Objective: To assess determinants of policy adoption and implementation through changes in outpatient service utilization at the Sawanpracharak Hospital pilot site.
Methods: A convergent parallel mixed-methods design was employed between May–August 2025. The qualitative strand used purposive sampling to recruit 14 staff from 7 professional groups for individual in-depth interviews via a semi-structured interview guide developed from the consolidated framework for implementation research (CFIR) version 2.0. Thirty-five qualitative of 43 CFIR constructs, with quantitative weekly time-series data for outpatient visits were analyzed for type 2 diabetes (E11) and hypertension (I10–I15) patients, comparing 2024 (36 weeks) against a 2019–2023 (240 weeks) baseline using one-sample t-test, Welch's t-test, Cohen's d, Bootstrap 95% CI (10,000 resamples), and Wilcoxon signed-rank test.
Results: Qualitatively, 71.4% of the assessed constructs (25/35) were facilitators of policy implementation.
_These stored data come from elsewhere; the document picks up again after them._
use crate::*;
use indexmap::IndexMap;
use num_traits::One;
use std::sync::{Mutex, MutexGuard, PoisonError};
use tracing::{info, warn};

/// What an accepted ballot did to the tally
#[derive(Serialize, Deserialize, Debug, Clone, Copy, PartialEq, Eq)]
#[serde(tag = "outcome", rename_all = "snake_case")]
pub enum CastOutcome {
    Counted { candidate: CandidateId },
    Revised { from: CandidateId, to: CandidateId },
}

/// Published state of the ballot box.
///
/// Keyed by candidate and by mark only; no voter id appears anywhere in here.
#[derive(Serialize, Deserialize, Debug, Clone, PartialEq, Eq)]
pub struct TallyResult {
    pub num_ballots: usize,
    pub accepted: u64,
    pub rejected: u64,
    pub totals: IndexMap<CandidateId, u64>,

    /// Mark (decimal) -> currently recorded candidate
    pub ledger: IndexMap<String, CandidateId>,

    /// Candidates sharing the highest non-zero total
    pub winners: Vec<CandidateId>,
}

#[derive(Default)]
struct BoxState {
    tally: IndexMap<CandidateId, u64>,
    ledger: IndexMap<BigUint, CandidateId>,
    accepted: u64,
    rejected: u64,
}

impl BoxState {
    fn apply(
        &mut self,
        payload: &CastPayload,
        authority: &PublicParts,
        marks: &MarkRange,
    ) -> Result<CastOutcome, Error> {
        let credential = payload
            .credential
            .as_ref()
            .ok_or(PayloadDefect::MissingCredential)?;

        if !self.tally.contains_key(&payload.candidate) {
            return Err(Error::UnknownCandidate(payload.candidate));
        }

        if !marks.contains(&payload.mark) || !outside_fixed_points(&payload.mark, authority) {
            return Err(PayloadDefect::MarkOutOfRange.into());
        }

        // Nothing is counted for a credential that does not verify
        if !verify(credential, &payload.mark, authority) {
            return Err(Error::InvalidSignature);
        }

        let outcome = match payload.mode {
            CastMode::Initial => {
                if self.ledger.contains_key(&payload.mark) {
                    return Err(PayloadDefect::AlreadyCast.into());
                }
                CastOutcome::Counted {
                    candidate: payload.candidate,
                }
            }
            CastMode::Revision => {
                let previous = *self
                    .ledger
                    .get(&payload.mark)
                    .ok_or(PayloadDefect::NoPriorBallot)?;
                if let Some(count) = self.tally.get_mut(&previous) {
                    *count = count.saturating_sub(1);
                }
                CastOutcome::Revised {
                    from: previous,
                    to: payload.candidate,
                }
            }
        };

        self.ledger.insert(payload.mark.clone(), payload.candidate);
        *self.tally.entry(payload.candidate).or_insert(0) += 1;
        Ok(outcome)
    }
}

/// 0, 1 and N-1 sign to themselves under any exponent
fn outside_fixed_points(mark: &BigUint, authority: &PublicParts) -> bool {
    *mark > BigUint::one() && mark.clone() + BigUint::one() < authority.n
}

/// Verifies cast ballots and keeps the tally and the mark ledger.
///
/// All mutation happens under one lock, so the read of a mark's previous
/// choice and the decrement/increment of a revision are atomic.
pub struct BallotBox {
    authority: PublicParts,
    marks: MarkRange,
    state: Mutex<BoxState>,
}

impl BallotBox {
    /// A box for a fixed candidate set, every count starting at zero.
    ///
    /// Only marks drawn from `marks` are accepted.
    pub fn new<I>(candidates: I, authority: PublicParts, marks: MarkRange) -> Self
    where
        I: IntoIterator<Item = CandidateId>,
    {
        let state = BoxState {
            tally: candidates.into_iter().map(|c| (c, 0)).collect(),
            ..Default::default()
        };

        BallotBox {
            authority,
            marks,
            state: Mutex::new(state),
        }
    }

    /// Verify a decrypted ballot and apply it to the tally
    pub fn cast_vote(&self, payload: &CastPayload) -> Result<CastOutcome, Error> {
        let mut state = self.lock_state();
        let outcome = state.apply(payload, &self.authority, &self.marks);

        match &outcome {
            Ok(CastOutcome::Counted { candidate }) => {
                state.accepted += 1;
                info!(mark = %payload.mark, candidate, "vote counted");
            }
            Ok(CastOutcome::Revised { from, to }) => {
                state.accepted += 1;
                info!(mark = %payload.mark, from, to, "vote revised");
            }
            Err(e) => {
                state.rejected += 1;
                warn!(error = %e, "ballot rejected");
            }
        }
        outcome
    }

    /// Count a ballot that never made it as far as `cast_vote`
    pub fn record_rejection(&self, err: &Error) {
        self.lock_state().rejected += 1;
        warn!(error = %err, "ballot rejected");
    }

    /// Current count for a candidate
    pub fn count(&self, candidate: CandidateId) -> Option<u64> {
        self.lock_state().tally.get(&candidate).copied()
    }

    /// Current recorded choice for a mark
    pub fn recorded_choice(&self, mark: &BigUint) -> Option<CandidateId> {
        self.lock_state().ledger.get(mark).copied()
    }

    pub fn ledger(&self) -> IndexMap<BigUint, CandidateId> {
        self.lock_state().ledger.clone()
    }

    pub fn results(&self) -> TallyResult {
        let state = self.lock_state();

        let top = state.tally.values().copied().max().unwrap_or(0);
        let winners = match top {
            0 => vec![],
            _ => state
                .tally
                .iter()
                .filter(|(_, count)| **count == top)
                .map(|(candidate, _)| *candidate)
                .collect(),
        };

        TallyResult {
            num_ballots: state.ledger.len(),
            accepted: state.accepted,
            rejected: state.rejected,
            totals: state.tally.clone(),
            ledger: state
                .ledger
                .iter()
                .map(|(mark, candidate)| (mark.to_string(), *candidate))
                .collect(),
            winners,
        }
    }

    fn lock_state(&self) -> MutexGuard<'_, BoxState> {
        self.state.lock().unwrap_or_else(PoisonError::into_inner)
    }
}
Key enablers included adaptability (+2), leadership engagement (+2), staff self-efficacy and stage of change (+2), and structured implementation processes including planning, executing, and reflecting (+2). Four structural barriers (–2) were identified: evidence quality, cost, available resources, and workflow compatibility. Quantitatively, outpatient utilization in 2024 increased significantly. Diabetes visits rose +19.8% (from 870 to 1,042 visits/week; Cohen's d = 1.040, p < 0.001) and hypertension visits rose +16.9% (from 1,450 to 1,695 visits/week; Cohen's d = 0.896, p < 0.001), both exhibiting large and robust effect sizes confirmed by sensitivity analyses. However, I10–I15 showed non-significant increase from the 2-year baseline (p = 0.100), suggesting a pre-existing secular trend.
Conclusion: The implementation success reflected the alignment between organizational capability—people and processes—and structural support at the policy level. The four main barriers lay beyond hospital control, the nationwide scale-up required prior fix on reimbursement gaps, operational costs, and compatible digital system–workflow. Nevertheless, the single-site design limited generalization including high digital capacity of the pilot hospital. The quantitative analysis of aggregate-level data could not effectively control for secular trends or external confounders.